# Leerzeichen in $_GET Variable



## mrsatx (1. März 2004)

Hallo,

will über die URL mehrere Wörter in einer Variable übergeben.

Bei IE klappts mal wieder ab in Netscape mal wieder nix.

Wenn ein Leerzeichen in der Variable ist die ich mit $_GET aus der URL hole wird das Script nicht richtig ausgeführt.

Ich kann zwar das Leerzeichen durch ein anderes Zeichen austauschen und später wieder ersetzen lassen aber es gibt doch wahrscheinlich n einfacheren Weg oder?

Danke!


----------



## loki2002 (1. März 2004)

Guckst Du Hier und HIER


----------



## mrsatx (1. März 2004)

Hm weiß nich ob das das richtige ist.

Netscape hat glaub ich schon Probleme mit den Leerzeichen in der URL und nicht im Code. Also habe zum Beispiel stehen:

index.php?test1=Nun ist gut&test2=Jetzt reicht es

Wenn ich die Leerzeichen durch andere Zeichen ersetzte und diese im nachhinein austausche klappt es aber das is n bischen umständlich 

Weiß jetzt nicht ob mir da urldecode() helfen würde da Netscape ja schon die Variable nicht komplett rüberholt mit $_GET.


----------



## Kerwin (2. März 2004)

für soetwas würde ich rawurlencode nehmen, wobei glaube net alzu große Unterschiede gibt.
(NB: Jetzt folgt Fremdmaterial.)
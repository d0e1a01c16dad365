//! Triangle method: maximum distance between the histogram and the
//! line from its peak to the far end of its support.

use crate::Histogram;

pub fn threshold(hist: &Histogram) -> u16 {
	let counts = hist.counts();
	if hist.total() == 0 {
		return 0;
	}

	let peak = hist.peak_index();
	let first = counts.iter().position(|c| *c > 0).unwrap_or(0);
	let last = counts.iter().rposition(|c| *c > 0).unwrap_or(0);
	if first == last {
		return first as u16;
	}

	// Use the longer tail of the peak.
	let (from, to) = if peak - first > last - peak { (first, peak) } else { (peak, last) };
	if from == to {
		return peak as u16;
	}

	let peak_height = counts[peak] as f64;
	let tail_height = counts[if from == peak { to } else { from }] as f64;

	let dx = (to - from) as f64;
	let dy = if from == peak { tail_height - peak_height } else { peak_height - tail_height };
	let norm = (dx * dx + dy * dy).sqrt();

	let mut best = from;
	let mut best_dist = 0.0;
	for t in from..=to {
		// Perpendicular distance of (t, h(t)) to the peak-tail line.
		let x0 = (t - from) as f64;
		let y0 = counts[t] as f64 - if from == peak { peak_height } else { tail_height };
		let dist = (dy * x0 - dx * y0).abs() / norm;
		if dist > best_dist {
			best_dist = dist;
			best = t;
		}
	}

	best as u16
}

#[cfg(test)]
mod tests {
	use super::*;
	use crate::Raster;

	#[test]
	fn finds_shoulder_of_decaying_histogram() {
		// Strong peak at 10 with a long sparse tail of bright pixels.
		let mut data = vec![10u16; 90];
		data.extend((0..10).map(|i| 2000 + i * 500));
		let raster = Raster::from_vec(10, 10, data).unwrap();
		let t = threshold(&Histogram::of(&raster));
		assert!(t > 10, "got {t}");
	}

	#[test]
	fn single_value_histogram() {
		let raster = Raster::from_vec(2, 2, vec![7, 7, 7, 7]).unwrap();
		assert_eq!(threshold(&Histogram::of(&raster)), 7);
	}
}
Dieser Befehl bewirkt folgendes

Mit urldecode() kann man einen String (str), der über eine URL übermittelt oder
mit der Funktion urlencode() kodiert wurde, wieder dekodieren.
Bei der Dekodierung werden alle Prozentzeichen(%), gefolgt von zwei
Hexzeichen, wieder in ihre alphanumerische Entsprechung umgewandelt.
Weiterhin werden alle Pluszeichen (+) in Leerzeichen umgewandelt.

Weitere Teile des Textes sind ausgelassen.